むしろ、C.フィオルニアの成長はアポペリック形成にシフトした。このアッセイでは、無菌蒸留水のコントロールとクランベリークロロホルムベースの花抽出を、接種後0時間、6時間、12時間、24時間で視覚的に検査した。アプレソリウムの形成は、クロロホルムベースの花エキスで6時間で始まり、その後のタイムポイントを通じて着実に増加した。
この結果は、花が感染構造を形成するために必要な時間を短縮するという発見を支持する。果実腐敗菌の疾患管理は、多くの場合、ブルームタイム殺菌剤の適用を伴う。ここで、クランベリーの複数増殖段階からのクランベリークロロホルムベースの抽出物は、接種後24時間でC.fiorniae上の有効表面ワックスについて目視評価した。
6月に採取した卵巣、7月に採取した未熟果実、8月には10月に採取した果実を収穫し、無菌蒸留水のコントロールを経て、無菌蒸留水の制御を行い、アペソリン性形成について検査を行った。卵巣クロロホルムベースの抽出物は、C.fiorniaeのライフサイクルにおける花の重要性を示すアポプレッサ形成の最大の大きさを有していた。病原体はこのプロトコルの最も重要な構成要素である。
試験間の一貫性を保つために、真菌を日常的に新鮮な培地に移す必要があります。
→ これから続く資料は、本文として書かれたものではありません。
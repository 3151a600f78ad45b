//! Change feed streamed to dashboards over SSE.
//!
//! Every subscriber gets every event published after it connected. Events
//! carry only enough to tell clients which collection to re-fetch.

use axum::{
    Router,
    extract::State,
    response::sse::{Event, KeepAlive, Sse},
    routing::get,
};
use futures::stream::{self, Stream};
use std::{convert::Infallible, sync::Arc, time::Duration};
use tokio::sync::broadcast;
use tracing::warn;

use crate::api::AppState;

pub fn router() -> Router<Arc<AppState>> {
    Router::new().route("/events", get(sse_handler))
}

async fn sse_handler(
    State(state): State<Arc<AppState>>,
) -> Sse<impl Stream<Item = Result<Event, Infallible>>> {
    let rx = state.event_bus().subscribe();

    let stream = stream::unfold(rx, |mut rx| async move {
        match rx.recv().await {
            Ok(event) => {
                let json = serde_json::to_string(&event).unwrap_or_default();
                let table = event.table().as_str();
                Some((Ok(Event::default().event(table).data(json)), rx))
            }
            Err(broadcast::error::RecvError::Lagged(count)) => {
                warn!("Client lagged by {} messages", count);

                Some((
                    Ok(Event::default().event("warning").data("Missed some events")),
                    rx,
                ))
            }
            Err(broadcast::error::RecvError::Closed) => None,
        }
    });

    Sse::new(stream).keep_alive(KeepAlive::new().interval(Duration::from_secs(15)))
}
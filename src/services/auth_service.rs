//! Domain service for sign-up, gatekept login and per-request session resolution.

use serde::{Deserialize, Serialize};
use thiserror::Error;

use crate::domain::{ApprovalStatus, Role, SessionContext};
use crate::entities::profiles;

/// Errors specific to authentication operations.
#[derive(Debug, Error)]
pub enum AuthError {
    #[error("Invalid email or password")]
    InvalidCredentials,

    /// Credentials were valid but the profile may not sign in yet.
    #[error("Profile is {0}")]
    NotApproved(ApprovalStatus),

    #[error("Email is already registered")]
    EmailTaken,

    #[error("Profile not found")]
    ProfileNotFound,

    #[error("Validation failed: {0}")]
    Validation(String),

    #[error("Database error: {0}")]
    Database(String),

    #[error("Internal error: {0}")]
    Internal(String),
}

impl From<sea_orm::DbErr> for AuthError {
    fn from(err: sea_orm::DbErr) -> Self {
        Self::Database(err.to_string())
    }
}

impl From<anyhow::Error> for AuthError {
    fn from(err: anyhow::Error) -> Self {
        Self::Internal(err.to_string())
    }
}

/// Profile DTO returned to the owner and to administrators.
#[derive(Debug, Clone, PartialEq, Eq, Serialize)]
pub struct ProfileInfo {
    pub id: i32,
    pub email: String,
    pub role: Role,
    pub status: ApprovalStatus,
    pub facility_id: Option<i32>,
    pub nickname: Option<String>,
    pub phone: Option<String>,
    pub created_at: String,
    pub updated_at: String,
}

impl From<profiles::Model> for ProfileInfo {
    fn from(model: profiles::Model) -> Self {
        Self {
            id: model.id,
            email: model.email,
            role: model.role,
            status: model.status,
            facility_id: model.facility_id,
            nickname: model.nickname,
            phone: model.phone,
            created_at: model.created_at,
            updated_at: model.updated_at,
        }
    }
}

#[derive(Debug, Clone, Deserialize)]
pub struct SignupRequest {
    pub email: String,
    pub password: String,
    pub password_confirm: String,
}

/// Owner-editable settings. Absent fields are left unchanged.
#[derive(Debug, Clone, Default, Deserialize)]
pub struct ProfileUpdate {
    pub nickname: Option<String>,
    pub phone: Option<String>,
    pub password: Option<String>,
    pub password_confirm: Option<String>,
}

/// Domain service trait for authentication.
#[async_trait::async_trait]
pub trait AuthService: Send + Sync {
    /// Creates an account and its pending guest profile. Does not sign in.
    ///
    /// # Errors
    ///
    /// Returns [`AuthError::Validation`] for malformed input and
    /// [`AuthError::EmailTaken`] for a duplicate email.
    async fn signup(&self, request: SignupRequest) -> Result<ProfileInfo, AuthError>;

    /// Verifies credentials and the approval status.
    ///
    /// # Errors
    ///
    /// Returns [`AuthError::InvalidCredentials`] on a bad email/password pair and
    /// [`AuthError::NotApproved`] when the profile is pending, rejected or missing.
    async fn login(&self, email: &str, password: &str) -> Result<ProfileInfo, AuthError>;

    /// Builds the request context for a session subject. `None` means the
    /// session must be terminated.
    async fn resolve_session(&self, account_id: i32)
    -> Result<Option<SessionContext>, AuthError>;

    async fn get_profile(&self, profile_id: i32) -> Result<ProfileInfo, AuthError>;

    /// Validates every field before writing any of them.
    async fn update_profile(
        &self,
        profile_id: i32,
        update: ProfileUpdate,
    ) -> Result<ProfileInfo, AuthError>;

    /// Creates an approved super administrator, or promotes an existing account.
    ///
    /// `password` is required for a new account. An existing account keeps its
    /// current password; a supplied one is ignored with a warning.
    async fn create_super_admin(
        &self,
        email: &str,
        password: Option<&str>,
    ) -> Result<ProfileInfo, AuthError>;
}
クロロホルムを使用する作業は、安全上の理由からヒュームフードで行う必要があります。これには、材料およびガラス製品の調製、抽出手順、クロロホルムベースのバイオアッセイの伝導が含まれます。
ポイント、病原体、花の雨水コレクション、または宿主抽出の組み合わせは、様々な宿主病原体相互作用を評価するために利用することができる。雨水収集装置および関連するバイオアッセイは多数のパスシステムの雨のイベントの間に動員される宿主の覚醒剤と働くことを可能にする。